**What you will do:**
Using the listing below, retype exactly the lines starting at the one with "repository 85c33c9aad2689f4" and ending at the one with "the cached entries.", and include both.

**Data records:**

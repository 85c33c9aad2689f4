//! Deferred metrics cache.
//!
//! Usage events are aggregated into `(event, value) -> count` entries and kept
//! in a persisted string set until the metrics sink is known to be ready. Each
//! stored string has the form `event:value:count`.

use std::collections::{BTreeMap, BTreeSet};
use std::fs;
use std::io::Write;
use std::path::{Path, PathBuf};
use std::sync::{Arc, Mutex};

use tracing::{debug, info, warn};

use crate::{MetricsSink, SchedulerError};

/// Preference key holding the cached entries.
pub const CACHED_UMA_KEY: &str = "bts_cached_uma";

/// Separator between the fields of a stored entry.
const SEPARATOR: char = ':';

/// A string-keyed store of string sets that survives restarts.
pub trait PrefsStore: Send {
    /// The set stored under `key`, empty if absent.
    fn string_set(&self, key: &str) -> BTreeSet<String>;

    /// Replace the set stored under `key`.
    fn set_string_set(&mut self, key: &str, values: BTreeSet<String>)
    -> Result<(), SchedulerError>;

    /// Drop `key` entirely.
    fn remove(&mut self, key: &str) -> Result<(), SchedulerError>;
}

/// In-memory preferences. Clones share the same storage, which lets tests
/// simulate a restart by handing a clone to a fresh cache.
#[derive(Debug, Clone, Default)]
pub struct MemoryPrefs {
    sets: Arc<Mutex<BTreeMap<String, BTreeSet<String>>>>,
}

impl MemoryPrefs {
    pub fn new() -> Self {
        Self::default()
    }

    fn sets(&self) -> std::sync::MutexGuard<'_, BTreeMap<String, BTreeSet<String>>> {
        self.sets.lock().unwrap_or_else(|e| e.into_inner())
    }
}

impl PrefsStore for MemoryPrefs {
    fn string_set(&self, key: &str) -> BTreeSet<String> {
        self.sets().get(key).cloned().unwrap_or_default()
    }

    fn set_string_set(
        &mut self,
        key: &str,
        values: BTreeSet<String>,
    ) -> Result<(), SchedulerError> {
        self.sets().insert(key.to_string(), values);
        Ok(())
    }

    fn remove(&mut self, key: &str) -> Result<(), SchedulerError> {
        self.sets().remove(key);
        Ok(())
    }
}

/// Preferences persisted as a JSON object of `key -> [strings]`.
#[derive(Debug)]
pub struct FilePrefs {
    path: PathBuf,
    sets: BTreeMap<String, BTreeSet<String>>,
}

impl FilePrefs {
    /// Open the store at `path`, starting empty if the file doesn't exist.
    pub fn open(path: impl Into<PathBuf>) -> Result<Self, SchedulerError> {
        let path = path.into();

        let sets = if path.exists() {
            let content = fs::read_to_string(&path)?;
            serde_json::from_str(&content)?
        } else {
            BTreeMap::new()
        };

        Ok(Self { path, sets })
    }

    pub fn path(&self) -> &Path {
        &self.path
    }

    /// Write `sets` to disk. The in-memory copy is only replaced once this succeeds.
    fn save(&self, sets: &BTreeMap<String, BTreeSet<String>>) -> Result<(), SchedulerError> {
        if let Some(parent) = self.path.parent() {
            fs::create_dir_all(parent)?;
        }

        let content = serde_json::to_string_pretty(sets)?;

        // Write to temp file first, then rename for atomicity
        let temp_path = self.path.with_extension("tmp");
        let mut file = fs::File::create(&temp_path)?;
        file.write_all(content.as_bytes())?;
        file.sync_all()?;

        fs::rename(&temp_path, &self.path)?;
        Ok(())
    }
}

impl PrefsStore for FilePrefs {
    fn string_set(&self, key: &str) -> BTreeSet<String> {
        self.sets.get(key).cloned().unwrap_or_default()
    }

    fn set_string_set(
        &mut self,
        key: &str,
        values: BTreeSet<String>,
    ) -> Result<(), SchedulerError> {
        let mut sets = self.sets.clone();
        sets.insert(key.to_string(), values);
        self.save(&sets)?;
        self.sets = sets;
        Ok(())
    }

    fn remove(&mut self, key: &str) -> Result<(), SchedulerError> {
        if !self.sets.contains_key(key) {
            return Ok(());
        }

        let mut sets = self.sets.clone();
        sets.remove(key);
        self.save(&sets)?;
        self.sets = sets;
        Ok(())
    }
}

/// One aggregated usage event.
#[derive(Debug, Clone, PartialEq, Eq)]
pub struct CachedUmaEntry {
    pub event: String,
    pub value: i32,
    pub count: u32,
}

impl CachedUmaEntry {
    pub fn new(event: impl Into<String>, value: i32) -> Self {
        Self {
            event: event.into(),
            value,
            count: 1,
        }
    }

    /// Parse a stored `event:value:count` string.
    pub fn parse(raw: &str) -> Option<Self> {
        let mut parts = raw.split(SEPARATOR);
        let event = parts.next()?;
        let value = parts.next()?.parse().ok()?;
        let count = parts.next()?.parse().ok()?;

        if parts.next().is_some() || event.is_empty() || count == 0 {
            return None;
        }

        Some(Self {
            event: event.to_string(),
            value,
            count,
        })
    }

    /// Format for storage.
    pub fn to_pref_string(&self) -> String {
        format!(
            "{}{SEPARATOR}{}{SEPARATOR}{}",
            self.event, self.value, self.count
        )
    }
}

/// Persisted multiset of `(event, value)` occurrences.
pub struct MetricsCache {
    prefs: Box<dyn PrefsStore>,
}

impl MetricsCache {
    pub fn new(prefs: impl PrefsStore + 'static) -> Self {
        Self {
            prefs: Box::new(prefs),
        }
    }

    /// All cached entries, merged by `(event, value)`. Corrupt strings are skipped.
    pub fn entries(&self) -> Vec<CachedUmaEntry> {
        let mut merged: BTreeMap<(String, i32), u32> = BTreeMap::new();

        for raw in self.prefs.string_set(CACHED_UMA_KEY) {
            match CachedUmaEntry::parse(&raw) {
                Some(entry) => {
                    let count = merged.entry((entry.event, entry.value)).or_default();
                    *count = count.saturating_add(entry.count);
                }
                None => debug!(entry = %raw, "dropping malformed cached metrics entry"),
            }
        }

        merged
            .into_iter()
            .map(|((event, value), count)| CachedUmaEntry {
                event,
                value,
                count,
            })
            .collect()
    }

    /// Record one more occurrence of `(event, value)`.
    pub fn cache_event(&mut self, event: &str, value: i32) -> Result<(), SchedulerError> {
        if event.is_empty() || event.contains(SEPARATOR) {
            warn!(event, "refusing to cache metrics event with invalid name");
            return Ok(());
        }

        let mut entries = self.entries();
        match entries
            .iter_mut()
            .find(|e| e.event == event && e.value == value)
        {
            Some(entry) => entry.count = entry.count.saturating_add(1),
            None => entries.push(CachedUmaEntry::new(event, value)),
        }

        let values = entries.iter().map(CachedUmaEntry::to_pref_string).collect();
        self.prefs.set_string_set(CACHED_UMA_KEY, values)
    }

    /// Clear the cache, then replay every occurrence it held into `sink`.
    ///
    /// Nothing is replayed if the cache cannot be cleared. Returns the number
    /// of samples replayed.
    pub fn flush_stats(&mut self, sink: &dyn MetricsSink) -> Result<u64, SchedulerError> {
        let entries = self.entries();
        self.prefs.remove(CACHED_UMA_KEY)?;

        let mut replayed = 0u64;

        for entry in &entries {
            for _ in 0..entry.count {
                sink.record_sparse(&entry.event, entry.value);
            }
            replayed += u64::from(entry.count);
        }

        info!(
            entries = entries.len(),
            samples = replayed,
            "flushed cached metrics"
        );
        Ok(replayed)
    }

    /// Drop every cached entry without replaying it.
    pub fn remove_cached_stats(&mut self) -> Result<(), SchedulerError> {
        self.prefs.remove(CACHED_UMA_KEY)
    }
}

...

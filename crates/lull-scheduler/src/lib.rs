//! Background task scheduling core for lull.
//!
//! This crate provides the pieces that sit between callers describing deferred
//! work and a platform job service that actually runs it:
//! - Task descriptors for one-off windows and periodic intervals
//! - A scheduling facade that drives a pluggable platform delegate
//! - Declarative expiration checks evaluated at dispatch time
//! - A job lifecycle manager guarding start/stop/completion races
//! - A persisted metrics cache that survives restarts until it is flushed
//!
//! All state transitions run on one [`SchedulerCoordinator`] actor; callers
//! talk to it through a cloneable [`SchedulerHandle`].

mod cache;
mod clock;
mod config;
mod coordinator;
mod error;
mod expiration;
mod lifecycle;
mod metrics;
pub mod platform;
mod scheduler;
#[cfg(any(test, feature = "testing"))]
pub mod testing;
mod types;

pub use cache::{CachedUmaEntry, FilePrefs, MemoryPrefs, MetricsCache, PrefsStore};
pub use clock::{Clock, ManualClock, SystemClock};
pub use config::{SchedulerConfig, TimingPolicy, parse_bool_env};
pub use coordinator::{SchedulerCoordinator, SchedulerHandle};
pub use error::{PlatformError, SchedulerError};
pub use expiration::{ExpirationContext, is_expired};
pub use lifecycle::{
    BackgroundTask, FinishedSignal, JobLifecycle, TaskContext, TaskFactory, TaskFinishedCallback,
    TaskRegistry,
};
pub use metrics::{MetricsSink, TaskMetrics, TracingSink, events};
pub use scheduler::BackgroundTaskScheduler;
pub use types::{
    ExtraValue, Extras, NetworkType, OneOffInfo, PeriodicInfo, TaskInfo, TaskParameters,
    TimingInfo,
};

**Solution for this problem:**
repository 85c33c9aad2689f4
//! Deferred metrics cache.
//!
//! Usage events are aggregated into `(event, value) -> count` entries and kept
//! in a persisted string set until the metrics sink is known to be ready. Each
//! stored string has the form `event:value:count`.

use std::collections::{BTreeMap, BTreeSet};
use std::fs;
use std::io::Write;
use std::path::{Path, PathBuf};
use std::sync::{Arc, Mutex};

use tracing::{debug, info, warn};

use crate::{MetricsSink, SchedulerError};

/// Preference key holding the cached entries.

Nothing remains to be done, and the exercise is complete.